The Wild Atlantic Sea

There are times in your life when you remember right where you were, and what you were doing when you first heard a bit of music. This is the case for me with the song we are featuring in this week’s edition of Nativology Vol. 2.

Mat Hutt’s dad, Sam Hutt, sometimes known as Hank Wangford strolled into the apartment Mat & I shared on 16th Street, told us he’d written a song on the flight over from the UK, picked up a guitar and played us this brilliant tune. It was full of wistful, faraway chords, haunting melodies, and the loveliest poetry.

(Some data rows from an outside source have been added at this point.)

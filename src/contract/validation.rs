//! Soft request validation against the contract.
//!
//! Violations are reported for logging only; the gateway forwards the
//! request regardless.

use thiserror::Error;

use crate::contract::document::{ContractDocument, Parameter, ParameterLocation};
use crate::contract::params::ParameterMap;
use crate::routing::ResolvedRoute;

/// A way in which a request does not conform to the contract.
#[derive(Debug, Clone, PartialEq, Eq, Error)]
pub enum ContractViolation {
    #[error("no path template matches {path}")]
    UnknownRoute { path: String },

    #[error("{method} is not declared for {resource}")]
    UndeclaredMethod { method: String, resource: String },

    #[error("required {location:?} parameter '{name}' is missing")]
    MissingParameter {
        name: String,
        location: ParameterLocation,
    },

    #[error("parameter reference {reference} cannot be resolved")]
    DanglingReference { reference: String },

    #[error("request url {url} is not served by any declared server")]
    UnknownServer { url: String },
}

/// The parts of an inbound request the validator looks at.
#[derive(Debug, Clone, Copy)]
pub struct RequestView<'a> {
    pub method: &'a str,
    /// Absolute request URL without the query, when the host is known.
    pub url: Option<&'a str>,
    pub headers: &'a ParameterMap,
}

/// Check a resolved request against the contract, collecting every violation.
pub fn validate_request(
    contract: &ContractDocument,
    route: &ResolvedRoute,
    request: RequestView<'_>,
) -> Vec<ContractViolation> {
    let mut violations = Vec::new();

    if let Some(url) = request.url {
        if !server_accepts(contract, url) {
            violations.push(ContractViolation::UnknownServer {
                url: url.to_string(),
            });
        }
    }

    let item = match contract.paths.get(&route.resource).filter(|_| route.matched) {
        Some(item) => item,
        None => {
            violations.push(ContractViolation::UnknownRoute {
                path: route.resource.clone(),
            });
            return violations;
        }
    };

    let Some(operation) = item.operation(request.method) else {
        violations.push(ContractViolation::UndeclaredMethod {
            method: request.method.to_string(),
            resource: route.resource.clone(),
        });
        return violations;
    };

    // Operation-level declarations override path-level ones with the same name and location.
    let mut declared: Vec<&Parameter> = Vec::new();
    for parameter in item.parameters.iter().chain(operation.parameters.iter()) {
        let Some(resolved) = contract.resolve_parameter(parameter) else {
            violations.push(ContractViolation::DanglingReference {
                reference: parameter.reference.clone().unwrap_or_default(),
            });
            continue;
        };
        declared.retain(|existing| {
            existing.name != resolved.name || existing.location != resolved.location
        });
        declared.push(resolved);
    }

    for parameter in declared.into_iter().filter(|p| p.required) {
        let (Some(name), Some(location)) = (parameter.name.as_deref(), parameter.location) else {
            continue;
        };
        let present = match location {
            ParameterLocation::Path => route
                .path_parameters
                .get(name)
                .is_some_and(|value| !value.is_empty()),
            ParameterLocation::Query => route.query_parameters.contains_key(name),
            ParameterLocation::Header => request
                .headers
                .single()
                .keys()
                .any(|key| key.eq_ignore_ascii_case(name)),
            ParameterLocation::Cookie => true,
        };
        if !present {
            violations.push(ContractViolation::MissingParameter {
                name: name.to_string(),
                location,
            });
        }
    }

    violations
}

/// Whether any absolute, variable-free server URL is a prefix of `url`.
///
/// Relative or templated server entries cannot be checked and make the
/// contract accept every host.
fn server_accepts(contract: &ContractDocument, url: &str) -> bool {
    let servers: Vec<&str> = contract
        .servers
        .iter()
        .map(|server| server.url.as_str())
        .collect();

    let checkable = |server: &&str| {
        (server.starts_with("http://") || server.starts_with("https://")) && !server.contains('{')
    };
    if servers.is_empty() || !servers.iter().all(checkable) {
        return true;
    }

    servers.iter().any(|server| {
        let base = server.trim_end_matches('/');
        url == base
            || url
                .strip_prefix(base)
                .is_some_and(|rest| rest.starts_with('/'))
    })
}

#[cfg(test)]
mod tests {
    use super::*;
    use crate::routing::RouteResolver;

    const CONTRACT: &str = r#"
openapi: 3.0.3
servers:
  - url: http://localhost:8080
paths:
  /items/{itemId}:
    parameters:
      - name: itemId
        in: path
        required: true
    get:
      parameters:
        - name: X-Tenant
          in: header
          required: true
        - $ref: '#/components/parameters/Fields'
    delete:
      parameters:
        - $ref: '#/components/parameters/Gone'
  /items:
    get:
      parameters:
        - name: page
          in: query
          required: false
components:
  parameters:
    Fields:
      name: fields
      in: query
      required: true
"#;

    fn check(
        method: &str,
        path: &str,
        query: &str,
        headers: &[(&str, &str)],
        url: Option<&str>,
    ) -> Vec<ContractViolation> {
        let contract = ContractDocument::from_yaml(CONTRACT).unwrap();
        let resolver = RouteResolver::new(contract.path_templates()).unwrap();
        let route = resolver.route(path, Some(query));
        let headers = ParameterMap::from_pairs(headers.iter().copied());
        validate_request(
            &contract,
            &route,
            RequestView {
                method,
                url,
                headers: &headers,
            },
        )
    }

    #[test]
    fn test_conforming_request() {
        let violations = check(
            "GET",
            "/items/1",
            "fields=name",
            &[("X-Tenant", "acme")],
            Some("http://localhost:8080/items/1"),
        );
        assert!(violations.is_empty(), "{violations:?}");
    }

    #[test]
    fn test_header_lookup_is_case_insensitive() {
        let violations = check("GET", "/items/1", "fields=name", &[("x-tenant", "acme")], None);
        assert!(violations.is_empty(), "{violations:?}");
    }

    #[test]
    fn test_missing_required_parameters() {
        let violations = check("GET", "/items/1", "", &[], None);
        assert_eq!(
            violations,
            vec![
                ContractViolation::MissingParameter {
                    name: "X-Tenant".into(),
                    location: ParameterLocation::Header,
                },
                ContractViolation::MissingParameter {
                    name: "fields".into(),
                    location: ParameterLocation::Query,
                },
            ]
        );
    }

    #[test]
    fn test_unknown_route_and_method() {
        assert_eq!(
            check("GET", "/orders", "", &[], None),
            vec![ContractViolation::UnknownRoute { path: "/orders".into() }]
        );
        assert_eq!(
            check("POST", "/items", "", &[], None),
            vec![ContractViolation::UndeclaredMethod {
                method: "POST".into(),
                resource: "/items".into(),
            }]
        );
    }

    #[test]
    fn test_dangling_reference() {
        let violations = check("DELETE", "/items/1", "", &[], None);
        assert_eq!(
            violations,
            vec![ContractViolation::DanglingReference {
                reference: "#/components/parameters/Gone".into(),
            }]
        );
    }

    #[test]
    fn test_unknown_server() {
        let violations = check("GET", "/items", "", &[], Some("http://otherhost:9000/items"));
        assert_eq!(
            violations,
            vec![ContractViolation::UnknownServer {
                url: "http://otherhost:9000/items".into(),
            }]
        );
    }

    #[test]
    fn test_relative_server_accepts_any_host() {
        let mut contract = ContractDocument::from_yaml(CONTRACT).unwrap();
        contract.servers.push(crate::contract::document::Server {
            url: "/".into(),
            description: None,
        });
        assert!(server_accepts(&contract, "http://anything/items"));
    }
}
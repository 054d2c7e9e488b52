//! Routing subsystem.
//!
//! # Data Flow
//! ```text
//! Incoming request path + raw query
//!     → resolver.rs (exact match, then wildcard match)
//!     → matcher.rs (compiled template patterns)
//!     → Return: ResolvedRoute (template or literal path fallback)
//!
//! Route Compilation (at startup):
//!     contract path templates (declaration order)
//!     → compile each template to an anchored regex
//!     → stable sort by descending template length
//!     → freeze as immutable RouteResolver
//! ```
//!
//! # Design Decisions
//! - Templates compiled at startup, immutable at runtime
//! - Deterministic: same input always resolves to the same template
//! - Unknown routes fall through with the literal path

pub mod matcher;
pub mod resolver;

pub use matcher::TemplatePattern;
pub use resolver::{resolve, ResolvedRoute, RouteResolver};
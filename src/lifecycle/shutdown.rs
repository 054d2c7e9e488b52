//! Shutdown coordination for the gateway.

use tokio::sync::broadcast;

use crate::lifecycle::signals;

/// Coordinator for graceful shutdown.
///
/// Servers subscribe and stop when either the coordinator is triggered or
/// the process receives a termination signal.
pub struct Shutdown {
    tx: broadcast::Sender<()>,
}

impl Shutdown {
    pub fn new() -> Self {
        let (tx, _) = broadcast::channel(1);
        Self { tx }
    }

    pub fn subscribe(&self) -> broadcast::Receiver<()> {
        self.tx.subscribe()
    }

    pub fn trigger(&self) {
        let _ = self.tx.send(());
    }
}

impl Default for Shutdown {
    fn default() -> Self {
        Self::new()
    }
}

/// Resolves on the first of a broadcast trigger or an OS termination signal.
///
/// A closed channel is not treated as a trigger.
pub async fn wait_for_shutdown(mut rx: broadcast::Receiver<()>) {
    let triggered = async {
        loop {
            match rx.recv().await {
                Ok(()) | Err(broadcast::error::RecvError::Lagged(_)) => return,
                Err(broadcast::error::RecvError::Closed) => std::future::pending::<()>().await,
            }
        }
    };

    tokio::select! {
        _ = triggered => tracing::info!("Shutdown triggered"),
        _ = signals::terminate() => tracing::info!("Shutdown signal received"),
    }
}
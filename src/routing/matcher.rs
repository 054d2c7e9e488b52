//! Path template compilation.
//!
//! # Responsibilities
//! - Split a template such as `/users/{id}/orders` into literal and
//!   placeholder parts
//! - Compile it once into an anchored regex
//! - Capture placeholder values from a concrete path
//!
//! # Design Decisions
//! - Literal parts are escaped; only the request path is ever matched
//!   against a pattern, never compiled into one
//! - A placeholder matches any character sequence (lazy), including `/`

use std::sync::OnceLock;

use indexmap::IndexMap;
use regex::Regex;

fn placeholder_regex() -> &'static Regex {
    static PLACEHOLDER: OnceLock<Regex> = OnceLock::new();
    PLACEHOLDER.get_or_init(|| Regex::new(r"\{([^}]*)\}").expect("static regex"))
}

/// A path template compiled for matching.
#[derive(Debug, Clone)]
pub struct TemplatePattern {
    template: String,
    names: Vec<String>,
    regex: Regex,
}

impl TemplatePattern {
    pub fn compile(template: &str) -> Result<Self, regex::Error> {
        let mut pattern = String::with_capacity(template.len() + 8);
        let mut names = Vec::new();
        let mut last = 0;

        pattern.push('^');
        for captures in placeholder_regex().captures_iter(template) {
            let (Some(whole), Some(name)) = (captures.get(0), captures.get(1)) else {
                continue;
            };
            pattern.push_str(&regex::escape(&template[last..whole.start()]));
            pattern.push_str("(.*?)");
            names.push(name.as_str().to_string());
            last = whole.end();
        }
        pattern.push_str(&regex::escape(&template[last..]));
        pattern.push('$');

        Ok(Self {
            template: template.to_string(),
            names,
            regex: Regex::new(&pattern)?,
        })
    }

    pub fn template(&self) -> &str {
        &self.template
    }

    /// Placeholder names in template order.
    pub fn names(&self) -> &[String] {
        &self.names
    }

    pub fn is_literal(&self) -> bool {
        self.names.is_empty()
    }

    /// Length used to order candidates; longer templates are tried first.
    pub fn specificity(&self) -> usize {
        self.template.chars().count()
    }

    /// Full-string wildcard match.
    pub fn matches(&self, path: &str) -> bool {
        self.regex.is_match(path)
    }

    /// Placeholder values captured from `path`, as they appear in it.
    ///
    /// Returns `None` if the path does not match. A name repeated in the
    /// template keeps its last value. The dispatcher decodes the request
    /// path once before matching, so no decoding happens here.
    pub fn captures(&self, path: &str) -> Option<IndexMap<String, String>> {
        let captures = self.regex.captures(path)?;
        let values = self
            .names
            .iter()
            .zip(captures.iter().skip(1))
            .map(|(name, value)| {
                let value = value.map(|m| m.as_str()).unwrap_or_default();
                (name.clone(), value.to_string())
            })
            .collect();
        Some(values)
    }
}
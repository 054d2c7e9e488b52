//! Observability subsystem.
//!
//! # Data Flow
//! ```text
//! All subsystems produce:
//!     → logging.rs (structured log events via `tracing`)
//!     → metrics.rs (counters, histograms)
//!
//! Consumers:
//!     → stdout (pretty or JSON)
//!     → Metrics endpoint (Prometheus scrape, when enabled)
//! ```
//!
//! # Design Decisions
//! - Request ID flows through every log event of a request
//! - Metrics are cheap and recorded even when no exporter is installed

pub mod logging;
pub mod metrics;
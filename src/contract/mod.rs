//! Contract store subsystem.
//!
//! # Data Flow
//! ```text
//! contract file (YAML/JSON)
//!     → document.rs (parse, keep path declaration order)
//!     → optional base URL injected into servers
//!     → path templates compiled into a RouteResolver
//!     → ContractStore (immutable, shared via Arc)
//!
//! Per request:
//!     → route() (template + path/query parameters, via params.rs)
//!     → validate() (soft checks, violations are only logged)
//! ```

pub mod document;
pub mod params;
pub mod validation;

use std::path::Path;

use crate::config::ContractConfig;
use crate::routing::{ResolvedRoute, RouteResolver};

pub use document::{ContractDocument, ContractError};
pub use params::ParameterMap;
pub use validation::{ContractViolation, RequestView};

/// A loaded contract together with its compiled routes.
#[derive(Debug, Clone)]
pub struct ContractStore {
    document: ContractDocument,
    resolver: RouteResolver,
}

impl ContractStore {
    pub fn new(document: ContractDocument) -> Result<Self, ContractError> {
        let resolver = RouteResolver::new(document.path_templates())?;
        Ok(Self { document, resolver })
    }

    /// Load the configured document, injecting the base URL if one is set.
    pub fn load(config: &ContractConfig) -> Result<Self, ContractError> {
        let mut document = ContractDocument::load(Path::new(&config.path))?;
        if let Some(base_url) = &config.base_url {
            document.inject_base_url(base_url);
        }

        let store = Self::new(document)?;
        tracing::info!(
            path = %config.path,
            templates = store.document.paths.len(),
            servers = store.document.servers.len(),
            "Contract loaded"
        );
        Ok(store)
    }

    pub fn document(&self) -> &ContractDocument {
        &self.document
    }

    pub fn resolver(&self) -> &RouteResolver {
        &self.resolver
    }

    /// Declared path templates, in declaration order.
    pub fn path_templates(&self) -> impl Iterator<Item = &str> {
        self.document.path_templates()
    }

    pub fn route(&self, path: &str, raw_query: Option<&str>) -> ResolvedRoute {
        self.resolver.route(path, raw_query)
    }

    pub fn validate(&self, route: &ResolvedRoute, request: RequestView<'_>) -> Vec<ContractViolation> {
        validation::validate_request(&self.document, route, request)
    }
}
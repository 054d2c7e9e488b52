//! Proxy-integration subsystem.
//!
//! # Data Flow
//! ```text
//! ResolvedRoute + InboundRequest + Option<Claim>
//!     → envelope.rs (build the fixed-shape invocation envelope)
//!     → invoker.rs (single POST to the backend function, bounded by timeout)
//!     → response.rs (parse reply, apply defaults, base64, errorMessage fallback)
//!     → InvocationResponse, or InvokeError for the dispatcher to turn into 502
//! ```

pub mod envelope;
pub mod invoker;
pub mod response;

pub use envelope::{InboundRequest, InvocationEnvelope};
pub use invoker::{BackendInvoker, InvokeError};
pub use response::{InvocationResponse, NormalizeError, RawInvocationResponse};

I was sitting on our couch, quite probably with my mouth hanging open in sheer awe at the effortlessness Sam displayed in his performance, especially in light of the fact that he’d had no guitar on the plane. That moment forever defined the the long road I’d be on to be a real songwriter, not just somebody poking around with some chords and random words.

It was also at this the time of this visit that Sam asked a very cogent question as we viewed an old gangster serial — why do gangster’s henchmen simply accept their orders to go knock off an adversary? Or, as Sam put it, “How come nobody ever asks ‘And then what’?”

Years later, that question (sans question mark) would become the title of our third studio album.

I tell that story, not as a digression, but to illustrate how long we’d hang on to good ideas before incorporating them into our work.

It would be years before Native took up the song. But, once we did it became a tentpole of our shows, often popping up at the end. And there was little that could follow it.

When I produced the Exhale On Spring Street album, I somehow left off Sam’s writer credit — a fact that I regret every time I hear it. So, let me publicly apologize to Sam for the egregious oversight. It was not a slight, but rather a mistake made by someone just a bit over his head on his first album production. I’m truly sorry for it, Sam!!!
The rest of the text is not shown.